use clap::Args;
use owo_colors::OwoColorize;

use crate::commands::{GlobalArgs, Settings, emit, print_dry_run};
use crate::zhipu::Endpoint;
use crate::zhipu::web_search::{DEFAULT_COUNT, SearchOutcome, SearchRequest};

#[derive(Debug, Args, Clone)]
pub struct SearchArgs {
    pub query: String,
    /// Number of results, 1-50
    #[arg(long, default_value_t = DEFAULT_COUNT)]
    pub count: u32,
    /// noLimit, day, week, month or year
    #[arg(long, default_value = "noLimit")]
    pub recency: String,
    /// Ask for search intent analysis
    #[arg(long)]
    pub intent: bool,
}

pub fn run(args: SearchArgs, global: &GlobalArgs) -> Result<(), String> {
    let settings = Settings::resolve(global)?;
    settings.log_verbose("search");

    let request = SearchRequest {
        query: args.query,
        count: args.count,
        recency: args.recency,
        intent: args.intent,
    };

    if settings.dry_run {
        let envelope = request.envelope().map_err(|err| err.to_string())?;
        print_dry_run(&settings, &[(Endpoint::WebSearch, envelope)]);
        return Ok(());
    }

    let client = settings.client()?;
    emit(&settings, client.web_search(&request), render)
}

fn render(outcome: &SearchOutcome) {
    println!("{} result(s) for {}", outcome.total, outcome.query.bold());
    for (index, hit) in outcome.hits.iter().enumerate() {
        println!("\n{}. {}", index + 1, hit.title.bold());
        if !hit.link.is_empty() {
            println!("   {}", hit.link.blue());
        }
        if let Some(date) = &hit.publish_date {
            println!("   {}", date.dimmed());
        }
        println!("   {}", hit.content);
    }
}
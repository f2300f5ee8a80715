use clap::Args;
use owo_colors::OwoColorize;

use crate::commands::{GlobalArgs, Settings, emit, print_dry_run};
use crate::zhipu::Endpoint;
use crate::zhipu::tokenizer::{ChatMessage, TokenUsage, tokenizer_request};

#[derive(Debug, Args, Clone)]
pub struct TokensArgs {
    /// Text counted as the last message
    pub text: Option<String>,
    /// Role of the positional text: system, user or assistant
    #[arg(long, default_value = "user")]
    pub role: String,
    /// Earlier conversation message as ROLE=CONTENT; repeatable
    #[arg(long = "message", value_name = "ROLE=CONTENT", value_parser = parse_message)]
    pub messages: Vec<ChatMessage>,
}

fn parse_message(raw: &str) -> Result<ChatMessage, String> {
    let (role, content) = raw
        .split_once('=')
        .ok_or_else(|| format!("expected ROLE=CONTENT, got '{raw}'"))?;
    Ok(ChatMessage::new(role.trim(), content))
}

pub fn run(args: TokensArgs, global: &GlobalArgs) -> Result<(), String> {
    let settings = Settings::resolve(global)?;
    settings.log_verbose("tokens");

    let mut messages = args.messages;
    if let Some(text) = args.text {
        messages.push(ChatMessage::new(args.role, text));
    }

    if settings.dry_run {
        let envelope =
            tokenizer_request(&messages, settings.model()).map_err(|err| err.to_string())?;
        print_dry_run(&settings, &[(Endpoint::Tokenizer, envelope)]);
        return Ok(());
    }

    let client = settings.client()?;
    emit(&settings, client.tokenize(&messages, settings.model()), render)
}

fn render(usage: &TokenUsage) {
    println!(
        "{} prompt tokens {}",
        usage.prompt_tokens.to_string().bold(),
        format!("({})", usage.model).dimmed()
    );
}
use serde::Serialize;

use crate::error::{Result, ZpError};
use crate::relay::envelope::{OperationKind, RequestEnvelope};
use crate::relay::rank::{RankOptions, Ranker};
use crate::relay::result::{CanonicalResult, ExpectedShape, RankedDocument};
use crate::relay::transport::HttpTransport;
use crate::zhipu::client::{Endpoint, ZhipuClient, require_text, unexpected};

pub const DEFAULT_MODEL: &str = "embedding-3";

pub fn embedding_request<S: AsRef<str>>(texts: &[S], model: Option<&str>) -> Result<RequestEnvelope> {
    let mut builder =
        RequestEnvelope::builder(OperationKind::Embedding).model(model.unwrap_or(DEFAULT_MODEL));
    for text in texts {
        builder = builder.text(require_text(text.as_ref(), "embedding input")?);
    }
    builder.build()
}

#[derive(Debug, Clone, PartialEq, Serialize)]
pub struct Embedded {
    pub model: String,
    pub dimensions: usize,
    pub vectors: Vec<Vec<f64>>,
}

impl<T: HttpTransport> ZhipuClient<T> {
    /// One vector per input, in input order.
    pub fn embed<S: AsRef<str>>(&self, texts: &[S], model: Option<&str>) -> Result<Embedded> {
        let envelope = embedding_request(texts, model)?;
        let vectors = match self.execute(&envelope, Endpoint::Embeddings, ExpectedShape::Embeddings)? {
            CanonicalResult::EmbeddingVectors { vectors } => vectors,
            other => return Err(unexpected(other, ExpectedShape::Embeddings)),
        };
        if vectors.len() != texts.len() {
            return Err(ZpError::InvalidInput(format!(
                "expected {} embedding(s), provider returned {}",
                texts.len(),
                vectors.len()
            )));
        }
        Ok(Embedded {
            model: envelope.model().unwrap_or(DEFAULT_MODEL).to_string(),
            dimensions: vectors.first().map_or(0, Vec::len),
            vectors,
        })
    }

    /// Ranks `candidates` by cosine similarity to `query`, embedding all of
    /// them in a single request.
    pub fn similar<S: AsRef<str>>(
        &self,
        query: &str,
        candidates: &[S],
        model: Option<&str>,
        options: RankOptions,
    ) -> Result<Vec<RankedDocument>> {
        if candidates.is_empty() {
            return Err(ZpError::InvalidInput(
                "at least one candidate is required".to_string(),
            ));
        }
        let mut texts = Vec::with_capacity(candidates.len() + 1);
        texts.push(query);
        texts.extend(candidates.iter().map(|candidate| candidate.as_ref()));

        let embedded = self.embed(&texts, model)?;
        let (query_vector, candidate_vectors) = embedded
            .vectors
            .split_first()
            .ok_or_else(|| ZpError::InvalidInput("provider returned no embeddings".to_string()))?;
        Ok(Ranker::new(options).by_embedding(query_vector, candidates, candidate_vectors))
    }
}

---

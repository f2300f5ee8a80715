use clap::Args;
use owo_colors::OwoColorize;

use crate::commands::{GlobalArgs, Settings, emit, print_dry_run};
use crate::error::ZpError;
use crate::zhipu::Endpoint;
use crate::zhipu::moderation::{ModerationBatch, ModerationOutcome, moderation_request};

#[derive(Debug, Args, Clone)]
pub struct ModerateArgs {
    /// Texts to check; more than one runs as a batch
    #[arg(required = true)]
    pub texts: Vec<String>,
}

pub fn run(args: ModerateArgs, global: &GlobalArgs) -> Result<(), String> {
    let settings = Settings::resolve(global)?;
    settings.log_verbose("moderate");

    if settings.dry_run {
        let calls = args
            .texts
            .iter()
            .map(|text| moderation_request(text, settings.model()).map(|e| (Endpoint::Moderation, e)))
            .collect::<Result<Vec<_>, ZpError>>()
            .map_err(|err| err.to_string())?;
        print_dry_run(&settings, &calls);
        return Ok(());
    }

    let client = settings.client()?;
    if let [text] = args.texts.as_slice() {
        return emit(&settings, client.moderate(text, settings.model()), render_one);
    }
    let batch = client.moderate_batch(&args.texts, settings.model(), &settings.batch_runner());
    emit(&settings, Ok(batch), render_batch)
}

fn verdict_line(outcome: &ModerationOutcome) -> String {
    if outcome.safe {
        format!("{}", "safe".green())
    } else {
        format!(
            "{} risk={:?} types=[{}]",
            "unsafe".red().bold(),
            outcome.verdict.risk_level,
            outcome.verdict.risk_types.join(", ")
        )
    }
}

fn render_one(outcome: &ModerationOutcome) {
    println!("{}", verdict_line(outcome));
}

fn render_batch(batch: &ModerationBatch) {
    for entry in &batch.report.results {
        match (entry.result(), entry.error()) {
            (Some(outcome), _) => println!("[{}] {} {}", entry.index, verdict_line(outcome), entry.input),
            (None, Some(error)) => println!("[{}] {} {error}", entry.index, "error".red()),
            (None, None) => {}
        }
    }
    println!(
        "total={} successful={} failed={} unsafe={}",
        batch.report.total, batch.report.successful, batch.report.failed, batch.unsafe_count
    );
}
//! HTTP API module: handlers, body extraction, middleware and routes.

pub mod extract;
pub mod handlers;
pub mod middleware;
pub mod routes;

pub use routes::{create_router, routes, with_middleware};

...

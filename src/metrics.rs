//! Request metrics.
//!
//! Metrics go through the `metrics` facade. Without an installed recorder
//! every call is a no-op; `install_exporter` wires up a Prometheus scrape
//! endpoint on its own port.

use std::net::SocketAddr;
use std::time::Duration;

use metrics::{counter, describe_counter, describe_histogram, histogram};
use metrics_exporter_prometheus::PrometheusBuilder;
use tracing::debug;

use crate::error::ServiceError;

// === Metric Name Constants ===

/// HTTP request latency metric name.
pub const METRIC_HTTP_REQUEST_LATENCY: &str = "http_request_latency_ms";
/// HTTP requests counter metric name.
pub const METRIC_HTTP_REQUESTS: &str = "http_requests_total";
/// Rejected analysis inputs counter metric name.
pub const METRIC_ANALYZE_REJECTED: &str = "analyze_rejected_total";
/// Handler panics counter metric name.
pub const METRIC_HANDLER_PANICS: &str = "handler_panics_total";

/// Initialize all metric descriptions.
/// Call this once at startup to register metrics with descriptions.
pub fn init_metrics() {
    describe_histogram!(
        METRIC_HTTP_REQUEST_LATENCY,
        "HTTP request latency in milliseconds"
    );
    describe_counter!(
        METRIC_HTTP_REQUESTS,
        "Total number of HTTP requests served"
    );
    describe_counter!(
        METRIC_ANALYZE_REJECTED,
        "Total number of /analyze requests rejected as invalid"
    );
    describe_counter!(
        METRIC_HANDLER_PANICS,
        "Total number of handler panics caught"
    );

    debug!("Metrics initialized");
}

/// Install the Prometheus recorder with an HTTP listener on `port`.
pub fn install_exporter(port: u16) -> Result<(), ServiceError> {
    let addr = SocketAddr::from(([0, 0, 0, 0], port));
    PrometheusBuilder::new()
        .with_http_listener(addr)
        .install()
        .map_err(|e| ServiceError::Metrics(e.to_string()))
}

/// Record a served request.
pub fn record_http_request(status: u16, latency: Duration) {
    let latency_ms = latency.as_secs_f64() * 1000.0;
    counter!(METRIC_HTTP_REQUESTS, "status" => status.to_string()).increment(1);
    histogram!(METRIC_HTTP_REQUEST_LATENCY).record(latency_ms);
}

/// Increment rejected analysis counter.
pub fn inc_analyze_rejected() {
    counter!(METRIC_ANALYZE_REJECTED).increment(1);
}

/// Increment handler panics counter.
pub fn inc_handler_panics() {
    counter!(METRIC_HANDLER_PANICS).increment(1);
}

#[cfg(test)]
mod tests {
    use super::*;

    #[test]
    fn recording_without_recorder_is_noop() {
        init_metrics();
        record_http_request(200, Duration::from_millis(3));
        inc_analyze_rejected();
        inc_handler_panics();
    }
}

EXERCISE GOAL: From the records above, copy every line that includes the word "SearchOutcome".

ANSWER TO THE EXERCISE:
use crate::zhipu::web_search::{DEFAULT_COUNT, SearchOutcome, SearchRequest};
fn render(outcome: &SearchOutcome) {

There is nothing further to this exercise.